How can we improve relations between the police and young people?
In August 2013 the All-Party Parliamentary Group for Children announced a public consultation on children and the police. IARS has submitted a response that draws on our experiences of researching the police’s relationships with children and young people, how they seek to engage with them and children and young people’s views of the police. This is supported by views shared by 21 young people (19-25years) in a workshop on 9 September 2013, facilitated by our Big Lottery Fund programme London Youth Now.

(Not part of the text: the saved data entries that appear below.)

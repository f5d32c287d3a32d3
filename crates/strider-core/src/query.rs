//! Collision query records and the traits a world must provide
//!
//! The movement code never talks to a physics engine directly. It issues
//! sweeps, line traces and overlap tests through [`GeometryQuery`] and reads
//! the transform and velocity of whatever it stands on through
//! [`MovementBases`]. Any type implementing both is a [`CollisionWorld`].

use glam::{Quat, Vec3};
use serde::{Deserialize, Serialize};

/// Opaque handle to a piece of collision geometry.
///
/// Characters only ever hold this weak handle to the surface they stand on;
/// the world owns the geometry.
#[derive(Debug, Clone, Copy, PartialEq, Eq, Hash, Serialize, Deserialize)]
pub struct SurfaceId(pub u64);

/// How a surface modifies the walkable slope threshold.
#[derive(Debug, Clone, Copy, PartialEq, Default, Serialize, Deserialize)]
pub enum WalkableSlopeOverride {
    /// Use the character's own threshold
    #[default]
    Default,
    /// Allow steeper slopes than the character normally would, up to this angle in degrees
    Increase(f32),
    /// Allow only slopes shallower than this angle in degrees
    Decrease(f32),
    /// Never walkable
    Unwalkable,
}

impl WalkableSlopeOverride {
    /// Apply this override to a walkable floor Z threshold.
    pub fn modify_walkable_floor_z(&self, walkable_floor_z: f32) -> f32 {
        match *self {
            WalkableSlopeOverride::Default => walkable_floor_z,
            WalkableSlopeOverride::Increase(angle) => {
                walkable_floor_z.min(angle.to_radians().cos())
            }
            WalkableSlopeOverride::Decrease(angle) => {
                walkable_floor_z.max(angle.to_radians().cos())
            }
            // Larger than any unit-vector dot product
            WalkableSlopeOverride::Unwalkable => 10.0,
        }
    }
}

/// Per-surface movement properties reported with every hit.
#[derive(Debug, Clone, Copy, PartialEq, Serialize, Deserialize)]
pub struct SurfaceProps {
    pub walkable_override: WalkableSlopeOverride,
    /// Whether characters may step up onto this surface
    pub can_step_up: bool,
}

impl Default for SurfaceProps {
    fn default() -> Self {
        Self {
            walkable_override: WalkableSlopeOverride::Default,
            can_step_up: true,
        }
    }
}

/// Result of a sweep or trace.
#[derive(Debug, Clone, PartialEq)]
pub struct Hit {
    /// Whether something blocked the query
    pub blocking: bool,
    /// Whether the shape was already overlapping geometry at the start
    pub start_penetrating: bool,
    /// Fraction of the trace travelled before the hit, in [0, 1]
    pub time: f32,
    /// Distance travelled before the hit
    pub distance: f32,
    /// Location of the shape's centre at the time of the hit
    pub location: Vec3,
    /// Contact point on the hit surface
    pub impact_point: Vec3,
    /// Normal of the swept shape's surface at the contact
    pub normal: Vec3,
    /// Normal of the hit surface at the contact
    pub impact_normal: Vec3,
    pub trace_start: Vec3,
    pub trace_end: Vec3,
    /// Depth of the initial overlap when `start_penetrating`
    pub penetration_depth: f32,
    pub surface: Option<SurfaceId>,
    pub bone: Option<String>,
    pub props: SurfaceProps,
}

impl Hit {
    /// A non-blocking result for a trace from `start` to `end`.
    pub fn miss(start: Vec3, end: Vec3) -> Self {
        Self {
            blocking: false,
            start_penetrating: false,
            time: 1.0,
            distance: (end - start).length(),
            location: end,
            impact_point: Vec3::ZERO,
            normal: Vec3::ZERO,
            impact_normal: Vec3::ZERO,
            trace_start: start,
            trace_end: end,
            penetration_depth: 0.0,
            surface: None,
            bone: None,
            props: SurfaceProps::default(),
        }
    }

    /// A blocking hit that did not start inside geometry.
    pub fn is_valid_blocking_hit(&self) -> bool {
        self.blocking && !self.start_penetrating
    }
}

impl Default for Hit {
    fn default() -> Self {
        Self::miss(Vec3::ZERO, Vec3::ZERO)
    }
}

/// Shape used for sweeps and overlap tests.
#[derive(Debug, Clone, Copy, PartialEq, Serialize, Deserialize)]
pub enum CollisionShape {
    /// Capsule aligned with the local Z axis. `half_height` includes the hemispheres.
    Capsule { radius: f32, half_height: f32 },
    /// Box with the given half extents
    Box { half_extents: Vec3 },
}

impl CollisionShape {
    pub fn capsule(radius: f32, half_height: f32) -> Self {
        CollisionShape::Capsule {
            radius,
            half_height,
        }
    }

    /// Return a copy grown by `inflation` in every direction (negative shrinks).
    pub fn inflated(&self, inflation: f32) -> Self {
        match *self {
            CollisionShape::Capsule {
                radius,
                half_height,
            } => {
                let radius = (radius + inflation).max(0.0);
                CollisionShape::Capsule {
                    radius,
                    half_height: (half_height + inflation).max(radius),
                }
            }
            CollisionShape::Box { half_extents } => CollisionShape::Box {
                half_extents: (half_extents + Vec3::splat(inflation)).max(Vec3::ZERO),
            },
        }
    }
}

/// Filter applied to every query.
#[derive(Debug, Clone, Default, PartialEq)]
pub struct QueryFilter {
    /// Surfaces that never block this query
    pub ignore: Vec<SurfaceId>,
}

impl QueryFilter {
    pub fn ignoring(surface: SurfaceId) -> Self {
        Self {
            ignore: vec![surface],
        }
    }
}

/// Fluid and gravity properties of the region a character occupies.
#[derive(Debug, Clone, Copy, PartialEq, Serialize, Deserialize)]
pub struct PhysicsVolume {
    pub water: bool,
    pub fluid_friction: f32,
    pub terminal_velocity: f32,
}

impl Default for PhysicsVolume {
    fn default() -> Self {
        Self {
            water: false,
            fluid_friction: 0.3,
            terminal_velocity: 4000.0,
        }
    }
}

/// Dynamics of a simulated body a character can push.
#[derive(Debug, Clone, Copy, PartialEq)]
pub struct SimulatedBody {
    pub mass: f32,
    pub linear_velocity: Vec3,
    pub center_of_mass: Vec3,
    /// Half extent of the body's bounds along world Z
    pub bounds_half_height: f32,
}

/// Sweeps, traces and overlaps against the collision world.
pub trait GeometryQuery {
    /// Sweep `shape` with the given rotation from `start` to `end`.
    fn sweep(
        &self,
        start: Vec3,
        end: Vec3,
        rotation: Quat,
        shape: &CollisionShape,
        filter: &QueryFilter,
    ) -> Hit;

    /// Trace a ray from `start` to `end`.
    fn line_trace(&self, start: Vec3, end: Vec3, filter: &QueryFilter) -> Hit;

    /// True if `shape` placed at `location` overlaps blocking geometry.
    ///
    /// Shapes resting exactly on a surface are not overlapping it.
    fn overlap_test(
        &self,
        location: Vec3,
        rotation: Quat,
        shape: &CollisionShape,
        filter: &QueryFilter,
    ) -> bool;

    /// Volume properties at `location`.
    fn physics_volume(&self, _location: Vec3) -> PhysicsVolume {
        PhysicsVolume::default()
    }

    /// Fraction along `start -> end` at which the segment enters water from outside.
    fn water_entry(&self, _start: Vec3, _end: Vec3) -> Option<f32> {
        None
    }

    fn sweep_capsule(
        &self,
        start: Vec3,
        end: Vec3,
        rotation: Quat,
        radius: f32,
        half_height: f32,
        filter: &QueryFilter,
    ) -> Hit {
        self.sweep(
            start,
            end,
            rotation,
            &CollisionShape::capsule(radius, half_height),
            filter,
        )
    }

    fn sweep_box(
        &self,
        start: Vec3,
        end: Vec3,
        rotation: Quat,
        half_extents: Vec3,
        filter: &QueryFilter,
    ) -> Hit {
        self.sweep(
            start,
            end,
            rotation,
            &CollisionShape::Box { half_extents },
            filter,
        )
    }
}

/// Transforms and velocities of surfaces characters stand on.
pub trait MovementBases {
    /// World transform of a base, or `None` if it no longer exists.
    fn base_transform(&self, base: SurfaceId, bone: Option<&str>) -> Option<(Vec3, Quat)>;

    /// Whether the base can move (kinematic or simulated).
    fn is_dynamic_base(&self, base: SurfaceId) -> bool;

    /// Linear velocity of a base.
    fn base_velocity(&self, base: SurfaceId, bone: Option<&str>) -> Vec3;

    /// Velocity at `world_point` due to the base's angular velocity.
    fn base_tangential_velocity(
        &self,
        _base: SurfaceId,
        _bone: Option<&str>,
        _world_point: Vec3,
    ) -> Vec3 {
        Vec3::ZERO
    }

    /// Total velocity of the base at `world_point`.
    fn base_velocity_at(&self, base: SurfaceId, bone: Option<&str>, world_point: Vec3) -> Vec3 {
        self.base_velocity(base, bone) + self.base_tangential_velocity(base, bone, world_point)
    }

    /// Dynamics of a simulated body, if `surface` belongs to one.
    fn simulated_body(&self, _surface: SurfaceId) -> Option<SimulatedBody> {
        None
    }
}

/// Everything the movement code needs from the world.
pub trait CollisionWorld: GeometryQuery + MovementBases {}

impl<T: GeometryQuery + MovementBases> CollisionWorld for T {}

#[cfg(test)]
mod tests {
    use super::*;

    #[test]
    fn test_walkable_override() {
        let z = 0.71;
        assert_eq!(WalkableSlopeOverride::Default.modify_walkable_floor_z(z), z);
        assert!(WalkableSlopeOverride::Increase(60.0).modify_walkable_floor_z(z) < 0.51);
        assert!(WalkableSlopeOverride::Decrease(10.0).modify_walkable_floor_z(z) > 0.98);
        assert!(WalkableSlopeOverride::Unwalkable.modify_walkable_floor_z(z) > 1.0);
    }

    #[test]
    fn test_miss_is_not_blocking() {
        let hit = Hit::miss(Vec3::ZERO, Vec3::X);
        assert!(!hit.is_valid_blocking_hit());
        assert_eq!(hit.time, 1.0);
    }

    #[test]
    fn test_inflated_capsule_keeps_valid_proportions() {
        let shape = CollisionShape::capsule(10.0, 12.0).inflated(-5.0);
        match shape {
            CollisionShape::Capsule {
                radius,
                half_height,
            } => {
                assert_eq!(radius, 5.0);
                assert_eq!(half_height, 7.0);
            }
            CollisionShape::Box { .. } => panic!("expected capsule"),
        }
    }
}
//! Falling: gravity, air control and landing

use glam::Vec3;
use rand::Rng;
use strider_core::math::{
    clamp_length_max, is_nearly_zero, project_on_plane, safe_normal, segment_alpha, vectors_equal, KINDA_SMALL,
};
use strider_core::{CollisionWorld, Hit};
use tracing::{debug, trace};

use crate::character::{CharacterMovement, MIN_TICK_TIME, VERTICAL_SLOPE_NORMAL_Z};
use crate::events::MovementEvent;
use crate::floor::is_within_edge_tolerance;
use crate::mode::{MovementMode, MovementStrategy};

pub struct FallingStrategy;

impl MovementStrategy for FallingStrategy {
    fn simulate(&self, movement: &mut CharacterMovement, world: &dyn CollisionWorld, delta_time: f32, iterations: u32) {
        movement.phys_falling(world, delta_time, iterations);
    }
}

Key points raised by IARS’ response:
Children and young people’s experiences of interacting with the police
- More resources need to be invested into improving relations between young people and the police
- It is crucial that the voices of young people are listened to and meaningful community engagement is undertaken by the police
Police engagement with children from BME backgrounds: stop and search
- We know that poor relations with the criminal justice agencies, overrepresentation and a history of discrimination and racial prejudice all play a part in distancing Black or minority ethnic groups from criminal justice providers and lowering their confidence in the system
- Many of these issues arise early in the system, for example perhaps starting from interactions with police in a stop and search, and their effects are felt throughout the system
Good practice: participation, engagement and prevention
- Strategies focusing on engagement, prevention and intervention have been widely documented as being the most effective for policing relating to children and young people
- The root cause of any problems involving children and young people need to be thoroughly understood in order for appropriate and effective intervention strategies to be implemented
- Local, youth-led projects play a crucial role in both generating ideas about improving relations between children and the police, tackling youth crime from a genuine youth perspective and also engaging young people in positive activities.